Requirement:
Filter the entries that follow, copying every line in which the word "BaseToolImpl" appears.

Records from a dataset
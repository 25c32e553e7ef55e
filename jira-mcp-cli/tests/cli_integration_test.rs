//! CLI integration tests
//!
//! Exercises the built binary end to end: help output, completion
//! generation, and the fail-fast configuration guard behind `doctor` and
//! `serve`.

use assert_cmd::Command;
use predicates::prelude::*;

fn jira_mcp() -> Command {
    let mut cmd = Command::cargo_bin("jira-mcp").unwrap();
    // Isolate from the developer's real environment and any .env file
    for var in ["JIRA_EMAIL", "JIRA_HOST", "JIRA_TOKEN", "JIRA_CONTEXT"] {
        cmd.env_remove(var);
    }
    cmd.current_dir(std::env::temp_dir());
    cmd
}

#[test]
fn test_help_lists_commands() {
    jira_mcp()
        .arg("--help")
        .assert()
        .success()
        .stdout(predicate::str::contains("serve"))
        .stdout(predicate::str::contains("doctor"))
        .stdout(predicate::str::contains("completion"));
}

#[test]
fn test_no_command_prints_help() {
    jira_mcp()
        .assert()
        .success()
        .stdout(predicate::str::contains("Usage"));
}

#[test]
fn test_doctor_with_empty_env_names_every_missing_variable() {
    jira_mcp()
        .arg("doctor")
        .assert()
        .code(2)
        .stdout(predicate::str::contains("JIRA_EMAIL"))
        .stdout(predicate::str::contains("JIRA_HOST"))
        .stdout(predicate::str::contains("JIRA_TOKEN"));
}

#[test]
fn test_doctor_with_partial_env_names_only_the_missing_one() {
    jira_mcp()
        .arg("doctor")
        .env("JIRA_EMAIL", "a@b.com")
        .env("JIRA_HOST", "https://x.invalid")
        .assert()
        .code(2)
        .stdout(predicate::str::contains("JIRA_TOKEN").and(predicate::str::contains("not set")));
}

#[test]
fn test_serve_with_empty_env_is_a_fatal_configuration_error() {
    jira_mcp()
        .arg("serve")
        .write_stdin("")
        .assert()
        .code(2)
        .stderr(
            predicate::str::contains("JIRA_EMAIL")
                .and(predicate::str::contains("JIRA_HOST"))
                .and(predicate::str::contains("JIRA_TOKEN")),
        );
}

#[test]
fn test_completion_generates_bash_script() {
    jira_mcp()
        .args(["completion", "bash"])
        .assert()
        .success()
        .stdout(predicate::str::contains("jira-mcp"));
}

#[test]
fn test_version_flag() {
    jira_mcp()
        .arg("--version")
        .assert()
        .success()
        .stdout(predicate::str::contains("jira-mcp"));
}
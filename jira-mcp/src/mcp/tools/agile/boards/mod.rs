//! Board listing tool for MCP operations

use crate::mcp::responses::json_response;
use crate::mcp::shared_utils::McpErrorHandler;
use crate::mcp::tool_registry::{BaseToolImpl, McpTool, ToolContext};
use crate::mcp::types::GetBoardsRequest;
use async_trait::async_trait;
use rmcp::model::CallToolResult;
use rmcp::Error as McpError;

/// Tool for listing agile boards
#[derive(Default)]
pub struct GetBoardsTool;

impl GetBoardsTool {
    /// Creates a new instance of the GetBoardsTool
    pub fn new() -> Self {
        Self
    }
}

#[async_trait]
impl McpTool for GetBoardsTool {
    fn name(&self) -> &'static str {
        "get_boards"
    }

    fn title(&self) -> &'static str {
        "Get Boards"
    }

    fn description(&self) -> &'static str {
        "List agile boards, paginated"
    }

    fn read_only(&self) -> bool {
        true
    }

    fn schema(&self) -> serde_json::Value {
        serde_json::json!({
            "type": "object",
            "properties": {
                "start_at": {
                    "type": "integer",
                    "description": "Offset of the first result (default 0)"
                },
                "max_results": {
                    "type": "integer",
                    "description": "Maximum number of results (default 50)"
                }
            },
            "required": []
        })
    }

    async fn execute(
        &self,
        arguments: serde_json::Map<String, serde_json::Value>,
        context: &ToolContext,
    ) -> std::result::Result<CallToolResult, McpError> {
        let request: GetBoardsRequest = BaseToolImpl::parse_arguments(arguments)?;
        match context
            .client
            .boards(request.start_at, request.max_results)
            .await
        {
            Ok(boards) => Ok(json_response(&boards)),
            Err(e) => Err(McpErrorHandler::handle_error(e, "get_boards")),
        }
    }
}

Task answer:
use crate::mcp::tool_registry::{BaseToolImpl, McpTool, ToolContext};
        let request: GetBoardsRequest = BaseToolImpl::parse_arguments(arguments)?;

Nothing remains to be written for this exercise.